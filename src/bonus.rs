// Bonus alphabet: how many more times each letter is still needed this round

use serde_json::Value;
use std::collections::BTreeMap;

#[derive(Debug, Clone, Default, PartialEq, Eq)]
pub struct BonusAlphabet {
    needed: BTreeMap<char, u32>,
}

impl BonusAlphabet {
    pub fn new() -> Self {
        Self::default()
    }

    /// Replaces the whole map.
    pub fn set<I>(&mut self, counts: I)
    where
        I: IntoIterator<Item = (char, u32)>,
    {
        self.needed = counts.into_iter().collect();
    }

    /// Overwrites the counts of the given letters, leaving the rest alone.
    pub fn update<I>(&mut self, counts: I)
    where
        I: IntoIterator<Item = (char, u32)>,
    {
        self.needed.extend(counts);
    }

    pub fn remaining(&self, letter: char) -> u32 {
        self.needed.get(&letter).copied().unwrap_or(0)
    }

    pub fn is_needed(&self, letter: char) -> bool {
        self.remaining(letter) > 0
    }

    /// Distinct letters of `word` that still have a positive count.
    pub fn needed_letters(&self, word: &str) -> Vec<char> {
        let mut letters: Vec<char> = word.chars().filter(|&c| self.is_needed(c)).collect();
        letters.sort_unstable();
        letters.dedup();
        letters
    }

    pub fn is_empty(&self) -> bool {
        self.needed.is_empty()
    }

    pub fn is_complete(&self) -> bool {
        self.needed.values().all(|&count| count == 0)
    }

    /// Letters still needed, in alphabetical order.
    pub fn pending(&self) -> Vec<(char, u32)> {
        self.needed
            .iter()
            .filter(|(_, count)| **count > 0)
            .map(|(&c, &count)| (c, count))
            .collect()
    }

    /// One-line progress report for the log.
    pub fn progress(&self) -> String {
        if self.is_complete() {
            return "alphabet complete".to_string();
        }
        let pending = self.pending();
        let total: u32 = pending.iter().map(|(_, count)| count).sum();
        let letters = pending
            .iter()
            .map(|(c, count)| format!("{c}:{count}"))
            .collect::<Vec<_>>()
            .join(", ");
        format!("{total} letters pending [{letters}]")
    }
}

/// Reads a `{"a": 1, "b": 0, ...}` object. Keys must be single letters and
/// counts non-negative integers; anything else is skipped.
pub fn parse_letter_counts(value: &Value) -> Option<Vec<(char, u32)>> {
    let object = value.as_object()?;
    let counts = object
        .iter()
        .filter_map(|(key, count)| {
            let mut chars = key.chars();
            let letter = chars.next()?;
            if chars.next().is_some() {
                return None;
            }
            let count = u32::try_from(count.as_u64()?).ok()?;
            Some((letter.to_lowercase().next().unwrap_or(letter), count))
        })
        .collect();
    Some(counts)
}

══════

What you need to do — Copy out each line of the data that includes the string "BonusAlphabet".

Answer for the task —
pub struct BonusAlphabet {
impl BonusAlphabet {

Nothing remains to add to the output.